START Dataset extract

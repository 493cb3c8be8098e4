//! Task-driven resume augmentation.
//!
//! When the user marks an improvement task as done, the tailored resume is
//! updated in place, with no server round-trip, by synthesizing a
//! "Job-Specific Highlights" section that records the skills extracted
//! from every completed task so far. Recomputing from the same task set
//! yields byte-identical output, and at most one highlights section ever
//! exists.

use std::sync::LazyLock;

use regex::Regex;

/// Skill-list capture patterns, tried in precedence order; the first match
/// wins even if a later pattern would capture a different substring.
static SKILL_PATTERNS: LazyLock<Vec<Regex>> = LazyLock::new(|| {
    [
        r"(?i)(?:add|include|mention|highlight).*?(?:skills?|technologies?|tools?)[:\s]+([^.]+)",
        r"(?i)experience with ([^.]+)",
        r"(?i)knowledge of ([^.]+)",
        r"(?i)proficiency in ([^.]+)",
    ]
    .iter()
    .map(|p| Regex::new(p).expect("skill pattern regex"))
    .collect()
});

/// Splits a captured skill list on `,`, the word `and`, `|`, or `&`.
static SKILL_SEPARATORS: LazyLock<Regex> =
    LazyLock::new(|| Regex::new(r",|\band\b|\||&").expect("skill separator regex"));

static HIGHLIGHTS_HEADING: LazyLock<Regex> = LazyLock::new(|| {
    Regex::new(r"(?i)^#{1,3}\s*Job-Specific Highlights").expect("highlights heading regex")
});
static EXPERIENCE_HEADING: LazyLock<Regex> = LazyLock::new(|| {
    Regex::new(r"(?i)^#{1,3}\s*(?:Experience|Work Experience|Professional Experience|Relevant Skills)")
        .expect("experience heading regex")
});
static ANY_HEADING: LazyLock<Regex> =
    LazyLock::new(|| Regex::new(r"^#{1,3}\s").expect("heading regex"));

/// Fallback insertion point when no experience-like heading exists:
/// right after the name/contact block at the top of the document.
const FALLBACK_INSERT_INDEX: usize = 3;

/// Extracts candidate skill phrases from a natural-language improvement
/// task. Heuristic: only the first matching pattern's capture is used.
/// Pieces outside (2, 30) characters are discarded.
pub fn extract_skills(task: &str) -> Vec<String> {
    for pattern in SKILL_PATTERNS.iter() {
        if let Some(caps) = pattern.captures(task) {
            return SKILL_SEPARATORS
                .split(&caps[1])
                .map(str::trim)
                .filter(|s| s.len() > 2 && s.len() < 30)
                .map(String::from)
                .collect();
        }
    }
    Vec::new()
}

/// Union of skills across all completed tasks, deduplicated, order
/// reflecting first occurrence.
fn collect_skills(completed_tasks: &[String]) -> Vec<String> {
    let mut seen = Vec::new();
    for task in completed_tasks {
        for skill in extract_skills(task) {
            if !seen.contains(&skill) {
                seen.push(skill);
            }
        }
    }
    seen
}

/// The section body: blank line, optional skills line, completed-count
/// line, trailing blank line.
fn highlights_body(completed_tasks: &[String]) -> Vec<String> {
    let mut body = vec![String::new()];
    let skills = collect_skills(completed_tasks);
    if !skills.is_empty() {
        body.push(format!("\u{2713} Additional Skills: {}", skills.join(" \u{2022} ")));
    }
    let plural = if completed_tasks.len() > 1 { "s" } else { "" };
    body.push(format!(
        "\u{2713} Completed {} improvement{} to strengthen this application",
        completed_tasks.len(),
        plural
    ));
    body.push(String::new());
    body
}

/// Rewrites the resume so its "Job-Specific Highlights" section reflects
/// the given set of completed improvement tasks.
///
/// If the section exists its body is replaced up to the next heading;
/// otherwise a new section is inserted before the first experience-like
/// heading, or at a fixed offset near the top when none exists. Malformed
/// resumes degrade to an imperfect anchor point, never an error.
pub fn augment(resume: &str, completed_tasks: &[String]) -> String {
    let mut lines: Vec<String> = resume.split('\n').map(String::from).collect();
    let body = highlights_body(completed_tasks);

    let existing = lines.iter().position(|l| HIGHLIGHTS_HEADING.is_match(l));
    match existing {
        Some(heading_idx) => {
            let mut section_end = heading_idx + 1;
            while section_end < lines.len() && !ANY_HEADING.is_match(&lines[section_end]) {
                section_end += 1;
            }
            lines.splice(heading_idx + 1..section_end, body);
        }
        None => {
            let insert_idx = lines
                .iter()
                .position(|l| EXPERIENCE_HEADING.is_match(l))
                .unwrap_or(FALLBACK_INSERT_INDEX)
                .min(lines.len());
            let mut section = vec![String::new(), "### Job-Specific Highlights".to_string()];
            section.extend(body);
            lines.splice(insert_idx..insert_idx, section);
        }
    }

    lines.join("\n")
}

#[cfg(test)]
mod tests {
    use super::*;

    fn tasks(items: &[&str]) -> Vec<String> {
        items.iter().map(|s| s.to_string()).collect()
    }

    #[test]
    fn test_extract_skills_experience_with() {
        assert_eq!(
            extract_skills("Add experience with Python, SQL and Docker"),
            vec!["Python", "SQL", "Docker"]
        );
    }

    #[test]
    fn test_extract_skills_trailing_list_after_colon() {
        assert_eq!(
            extract_skills("Include these skills: Rust, Terraform"),
            vec!["Rust", "Terraform"]
        );
    }

    #[test]
    fn test_extract_skills_knowledge_of() {
        assert_eq!(
            extract_skills("Demonstrate knowledge of Kubernetes | Helm"),
            vec!["Kubernetes", "Helm"]
        );
    }

    #[test]
    fn test_extract_skills_proficiency_in() {
        assert_eq!(
            extract_skills("Show proficiency in GraphQL & PostgreSQL"),
            vec!["GraphQL", "PostgreSQL"]
        );
    }

    #[test]
    fn test_extract_skills_no_pattern_match() {
        assert!(extract_skills("Tighten up the summary paragraph").is_empty());
    }

    #[test]
    fn test_extract_skills_length_bounds() {
        // "Go" is 2 chars, excluded by the exclusive lower bound.
        assert_eq!(
            extract_skills("Add experience with Go, Rust"),
            vec!["Rust"]
        );
    }

    #[test]
    fn test_augment_inserts_before_experience_heading() {
        let resume = "# Jane Doe\n\n## Experience\n- Did things";
        let updated = augment(resume, &tasks(&["Add experience with Kubernetes"]));

        let highlights_pos = updated.find("### Job-Specific Highlights").unwrap();
        let experience_pos = updated.find("## Experience").unwrap();
        assert!(highlights_pos < experience_pos);
        assert!(updated.contains("\u{2713} Additional Skills: Kubernetes"));
        assert!(updated.contains("Completed 1 improvement to strengthen this application"));
    }

    #[test]
    fn test_augment_fallback_offset_without_experience_heading() {
        let resume = "# Jane Doe\njane@example.com\nSan Francisco\nSummary text\nMore text";
        let updated = augment(resume, &tasks(&["Add experience with Rust"]));

        let lines: Vec<&str> = updated.split('\n').collect();
        // Inserted at index 3: blank line then the heading.
        assert_eq!(lines[3], "");
        assert_eq!(lines[4], "### Job-Specific Highlights");

        let count = updated.matches("Job-Specific Highlights").count();
        assert_eq!(count, 1);
    }

    #[test]
    fn test_augment_short_document_clamps_insert() {
        let updated = augment("# Jane Doe", &tasks(&["Add experience with Rust"]));
        assert!(updated.contains("### Job-Specific Highlights"));
    }

    #[test]
    fn test_augment_is_idempotent() {
        let resume = "# Jane Doe\n\n## Experience\n- Did things";
        let completed = tasks(&["Add experience with Python, SQL"]);

        let once = augment(resume, &completed);
        let twice = augment(&once, &completed);
        assert_eq!(once, twice);
    }

    #[test]
    fn test_augment_new_task_updates_without_duplicates() {
        let resume = "# Jane Doe\n\n## Experience\n- Did things";
        let first = tasks(&["Add experience with Python"]);
        let second = tasks(&[
            "Add experience with Python",
            "Show proficiency in Python & Docker",
        ]);

        let after_first = augment(resume, &first);
        let after_second = augment(&after_first, &second);

        assert!(after_second.contains("Python \u{2022} Docker"));
        assert_eq!(after_second.matches("Python").count(), 1);
        assert!(after_second.contains("Completed 2 improvements"));
        assert_eq!(after_second.matches("Job-Specific Highlights").count(), 1);
    }

    #[test]
    fn test_exactly_one_section_after_repeated_augments() {
        let mut resume = "# Jane Doe\n\n## Work Experience\n- Did things".to_string();
        let completed = tasks(&["Add experience with Python", "Highlight your tools: Git, Bash"]);
        for _ in 0..3 {
            resume = augment(&resume, &completed);
        }
        assert_eq!(resume.matches("Job-Specific Highlights").count(), 1);
    }

    #[test]
    fn test_skill_order_is_first_seen() {
        let completed = tasks(&[
            "Add experience with Docker, Python",
            "Show proficiency in Python & Kafka",
        ]);
        let updated = augment("# Jane Doe\n\n## Experience\nx", &completed);
        assert!(updated.contains("Docker \u{2022} Python \u{2022} Kafka"));
    }
}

END Dataset extract

Your assignment | Write only the number of lines in the listing that include "Terraform".

Written answer | 2